╭─ Excerpted data
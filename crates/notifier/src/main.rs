//! ShopDesk notifier worker.
//!
//! Reads newline-delimited JSON notifications from stdin and delivers them
//! through the configured provider, honoring its rate limit.

use tokio::io::{AsyncBufReadExt, BufReader};
use tokio::task::JoinSet;

use shopdesk_common::config::AppConfig;
use shopdesk_common::types::{DeliveryStatus, Notification};
use shopdesk_notifier::{DispatchConfig, DispatchQueue, HttpTransport, HttpTransportConfig};

#[tokio::main]
async fn main() -> anyhow::Result<()> {
    // Initialize tracing
    tracing_subscriber::fmt()
        .with_env_filter(
            tracing_subscriber::EnvFilter::try_from_default_env()
                .unwrap_or_else(|_| "shopdesk_notifier=info".into()),
        )
        .json()
        .init();

    tracing::info!("ShopDesk Notifier starting...");

    // Load configuration
    let config = AppConfig::from_env()?;
    let dispatch_config = DispatchConfig::from_app_config(&config);
    let transport =
        HttpTransport::<Notification>::new(HttpTransportConfig::from_app_config(&config))?;
    let queue = DispatchQueue::new(transport, dispatch_config)?;

    tracing::info!(
        provider_url = %config.provider_url,
        min_spacing = ?queue.config().rate_limit.min_spacing(),
        concurrent_limit = queue.config().rate_limit.concurrent_limit,
        max_retries = queue.config().retry.max_retries,
        "Dispatch queue ready, reading notifications from stdin"
    );

    // Run with graceful shutdown on Ctrl+C
    tokio::select! {
        result = run(&queue) => {
            if let Err(e) = result {
                tracing::error!(error = %e, "Notifier exited with error");
                return Err(e);
            }
        }
        _ = tokio::signal::ctrl_c() => {
            let stats = queue.stats();
            tracing::info!(
                waiting = stats.waiting,
                active = stats.active,
                "Received shutdown signal, abandoning unsent notifications"
            );
        }
    }

    tracing::info!("ShopDesk Notifier stopped.");
    Ok(())
}

/// Submit every stdin line, then wait for all submissions to settle.
async fn run(queue: &DispatchQueue<HttpTransport<Notification>>) -> anyhow::Result<()> {
    let mut lines = BufReader::new(tokio::io::stdin()).lines();
    let mut pending = JoinSet::new();
    let mut line_no = 0u64;

    while let Some(line) = lines.next_line().await? {
        line_no += 1;
        if line.trim().is_empty() {
            continue;
        }

        let notification: Notification = match serde_json::from_str(&line) {
            Ok(n) => n,
            Err(e) => {
                tracing::warn!(line = line_no, error = %e, "Skipping malformed notification");
                continue;
            }
        };

        let channel = notification.channel;
        let reference = notification.reference.clone();
        let submission = queue.submit(notification);
        let request_id = submission.request_id();

        pending.spawn(async move {
            match submission.await {
                Ok(delivery) => {
                    tracing::info!(
                        request_id = %request_id,
                        channel = %channel,
                        reference = reference.as_deref(),
                        attempts = delivery.attempts,
                        status = %DeliveryStatus::Sent,
                        "Notification settled"
                    );
                    DeliveryStatus::Sent
                }
                Err(e) => {
                    tracing::warn!(
                        request_id = %request_id,
                        channel = %channel,
                        reference = reference.as_deref(),
                        attempts = e.attempts(),
                        status = %DeliveryStatus::Failed,
                        error = %e,
                        "Notification settled"
                    );
                    DeliveryStatus::Failed
                }
            }
        });
    }

    let mut sent = 0u64;
    let mut failed = 0u64;
    while let Some(joined) = pending.join_next().await {
        match joined? {
            DeliveryStatus::Sent => sent += 1,
            DeliveryStatus::Failed => failed += 1,
        }
    }

    tracing::info!(sent, failed, "All notifications settled");
    Ok(())
}
use serde::Deserialize;

/// Notifier configuration loaded from environment variables.
#[derive(Debug, Clone, Deserialize)]
pub struct AppConfig {
    /// Messaging provider endpoint that accepts one notification per POST
    pub provider_url: String,

    /// Provider API key, sent as a bearer token when present
    pub provider_api_key: Option<String>,

    /// Per-request deadline enforced by the HTTP transport (default: 10000)
    pub request_timeout_ms: u64,

    /// Requests the provider accepts per interval (default: 1)
    pub max_requests_per_interval: u32,

    /// Length of the provider's rate-limit interval in milliseconds (default: 1000)
    pub interval_ms: u64,

    /// Maximum number of in-flight provider calls (default: 1)
    pub concurrent_limit: usize,

    /// Retries allowed after the first attempt (default: 3)
    pub max_retries: u32,

    /// Backoff before the first retry in milliseconds (default: 1000)
    pub initial_delay_ms: u64,

    /// Upper bound on the backoff before jitter in milliseconds (default: 30000)
    pub max_delay_ms: u64,

    /// Symmetric jitter applied to each backoff, in [0, 1) (default: 0.2)
    pub jitter_factor: f64,
}

impl AppConfig {
    /// Load configuration from environment variables.
    pub fn from_env() -> anyhow::Result<Self> {
        dotenvy::dotenv().ok();

        let config = Self {
            provider_url: std::env::var("NOTIFY_PROVIDER_URL").map_err(|_| {
                anyhow::anyhow!("NOTIFY_PROVIDER_URL environment variable is required")
            })?,
            provider_api_key: std::env::var("NOTIFY_PROVIDER_API_KEY").ok(),
            request_timeout_ms: parse_var("NOTIFY_REQUEST_TIMEOUT_MS", "10000", "u64")?,
            max_requests_per_interval: parse_var("NOTIFY_MAX_REQUESTS_PER_INTERVAL", "1", "u32")?,
            interval_ms: parse_var("NOTIFY_INTERVAL_MS", "1000", "u64")?,
            concurrent_limit: parse_var("NOTIFY_CONCURRENT_LIMIT", "1", "usize")?,
            max_retries: parse_var("NOTIFY_MAX_RETRIES", "3", "u32")?,
            initial_delay_ms: parse_var("NOTIFY_INITIAL_DELAY_MS", "1000", "u64")?,
            max_delay_ms: parse_var("NOTIFY_MAX_DELAY_MS", "30000", "u64")?,
            jitter_factor: parse_var("NOTIFY_JITTER_FACTOR", "0.2", "f64")?,
        };

        tracing::debug!(
            provider_url = %config.provider_url,
            max_requests_per_interval = config.max_requests_per_interval,
            interval_ms = config.interval_ms,
            concurrent_limit = config.concurrent_limit,
            "Configuration loaded"
        );

        Ok(config)
    }
}

/// Read `name` from the environment, falling back to `default`, and parse it.
fn parse_var<T: std::str::FromStr>(name: &str, default: &str, kind: &str) -> anyhow::Result<T> {
    std::env::var(name)
        .unwrap_or_else(|_| default.to_string())
        .parse()
        .map_err(|_| anyhow::anyhow!("{} must be a valid {}", name, kind))
}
╰─
Problem —
The required result is an identical copy of the records above.

Exercise output —
filename crates/notifier/src/main.rs
//! ShopDesk notifier worker.
//!
//! Reads newline-delimited JSON notifications from stdin and delivers them
//! through the configured provider, honoring its rate limit.

use tokio::io::{AsyncBufReadExt, BufReader};
use tokio::task::JoinSet;

use shopdesk_common::config::AppConfig;
use shopdesk_common::types::{DeliveryStatus, Notification};
use shopdesk_notifier::{DispatchConfig, DispatchQueue, HttpTransport, HttpTransportConfig};

#[tokio::main]
async fn main() -> anyhow::Result<()> {
    // Initialize tracing
    tracing_subscriber::fmt()
        .with_env_filter(
            tracing_subscriber::EnvFilter::try_from_default_env()
                .unwrap_or_else(|_| "shopdesk_notifier=info".into()),
        )
        .json()
        .init();

    tracing::info!("ShopDesk Notifier starting...");

    // Load configuration
    let config = AppConfig::from_env()?;
    let dispatch_config = DispatchConfig::from_app_config(&config);
    let transport =
        HttpTransport::<Notification>::new(HttpTransportConfig::from_app_config(&config))?;
    let queue = DispatchQueue::new(transport, dispatch_config)?;

    tracing::info!(
        provider_url = %config.provider_url,
        min_spacing = ?queue.config().rate_limit.min_spacing(),
        concurrent_limit = queue.config().rate_limit.concurrent_limit,
        max_retries = queue.config().retry.max_retries,
        "Dispatch queue ready, reading notifications from stdin"
    );

    // Run with graceful shutdown on Ctrl+C
    tokio::select! {
        result = run(&queue) => {
            if let Err(e) = result {
                tracing::error!(error = %e, "Notifier exited with error");
                return Err(e);
            }
        }
        _ = tokio::signal::ctrl_c() => {
            let stats = queue.stats();
            tracing::info!(
                waiting = stats.waiting,
                active = stats.active,
                "Received shutdown signal, abandoning unsent notifications"
            );
        }
    }

    tracing::info!("ShopDesk Notifier stopped.");
    Ok(())
}

/// Submit every stdin line, then wait for all submissions to settle.
async fn run(queue: &DispatchQueue<HttpTransport<Notification>>) -> anyhow::Result<()> {
    let mut lines = BufReader::new(tokio::io::stdin()).lines();
    let mut pending = JoinSet::new();
    let mut line_no = 0u64;

    while let Some(line) = lines.next_line().await? {
        line_no += 1;
        if line.trim().is_empty() {
            continue;
        }

        let notification: Notification = match serde_json::from_str(&line) {
            Ok(n) => n,
            Err(e) => {
                tracing::warn!(line = line_no, error = %e, "Skipping malformed notification");
                continue;
            }
        };

        let channel = notification.channel;
        let reference = notification.reference.clone();
        let submission = queue.submit(notification);
        let request_id = submission.request_id();

        pending.spawn(async move {
            match submission.await {
                Ok(delivery) => {
                    tracing::info!(
                        request_id = %request_id,
                        channel = %channel,
                        reference = reference.as_deref(),
                        attempts = delivery.attempts,
                        status = %DeliveryStatus::Sent,
                        "Notification settled"
                    );
                    DeliveryStatus::Sent
                }
                Err(e) => {
                    tracing::warn!(
                        request_id = %request_id,
                        channel = %channel,
                        reference = reference.as_deref(),
                        attempts = e.attempts(),
                        status = %DeliveryStatus::Failed,
                        error = %e,
                        "Notification settled"
                    );
                    DeliveryStatus::Failed
                }
            }
        });
    }

    let mut sent = 0u64;
    let mut failed = 0u64;
    while let Some(joined) = pending.join_next().await {
        match joined? {
            DeliveryStatus::Sent => sent += 1,
            DeliveryStatus::Failed => failed += 1,
        }
    }

    tracing::info!(sent, failed, "All notifications settled");
    Ok(())
}
use serde::Deserialize;

/// Notifier configuration loaded from environment variables.
#[derive(Debug, Clone, Deserialize)]
pub struct AppConfig {
    /// Messaging provider endpoint that accepts one notification per POST
    pub provider_url: String,

    /// Provider API key, sent as a bearer token when present
    pub provider_api_key: Option<String>,

    /// Per-request deadline enforced by the HTTP transport (default: 10000)
    pub request_timeout_ms: u64,

    /// Requests the provider accepts per interval (default: 1)
    pub max_requests_per_interval: u32,

    /// Length of the provider's rate-limit interval in milliseconds (default: 1000)
    pub interval_ms: u64,

    /// Maximum number of in-flight provider calls (default: 1)
    pub concurrent_limit: usize,

    /// Retries allowed after the first attempt (default: 3)
    pub max_retries: u32,

    /// Backoff before the first retry in milliseconds (default: 1000)
    pub initial_delay_ms: u64,

    /// Upper bound on the backoff before jitter in milliseconds (default: 30000)
    pub max_delay_ms: u64,

    /// Symmetric jitter applied to each backoff, in [0, 1) (default: 0.2)
    pub jitter_factor: f64,
}

impl AppConfig {
    /// Load configuration from environment variables.
    pub fn from_env() -> anyhow::Result<Self> {
        dotenvy::dotenv().ok();

        let config = Self {
            provider_url: std::env::var("NOTIFY_PROVIDER_URL").map_err(|_| {
                anyhow::anyhow!("NOTIFY_PROVIDER_URL environment variable is required")
            })?,
            provider_api_key: std::env::var("NOTIFY_PROVIDER_API_KEY").ok(),
            request_timeout_ms: parse_var("NOTIFY_REQUEST_TIMEOUT_MS", "10000", "u64")?,
            max_requests_per_interval: parse_var("NOTIFY_MAX_REQUESTS_PER_INTERVAL", "1", "u32")?,
            interval_ms: parse_var("NOTIFY_INTERVAL_MS", "1000", "u64")?,
            concurrent_limit: parse_var("NOTIFY_CONCURRENT_LIMIT", "1", "usize")?,
            max_retries: parse_var("NOTIFY_MAX_RETRIES", "3", "u32")?,
            initial_delay_ms: parse_var("NOTIFY_INITIAL_DELAY_MS", "1000", "u64")?,
            max_delay_ms: parse_var("NOTIFY_MAX_DELAY_MS", "30000", "u64")?,
            jitter_factor: parse_var("NOTIFY_JITTER_FACTOR", "0.2", "f64")?,
        };

        tracing::debug!(
            provider_url = %config.provider_url,
            max_requests_per_interval = config.max_requests_per_interval,
            interval_ms = config.interval_ms,
            concurrent_limit = config.concurrent_limit,
            "Configuration loaded"
        );

        Ok(config)
    }
}

/// Read `name` from the environment, falling back to `default`, and parse it.
fn parse_var<T: std::str::FromStr>(name: &str, default: &str, kind: &str) -> anyhow::Result<T> {
    std::env::var(name)
        .unwrap_or_else(|_| default.to_string())
        .parse()
        .map_err(|_| anyhow::anyhow!("{} must be a valid {}", name, kind))
}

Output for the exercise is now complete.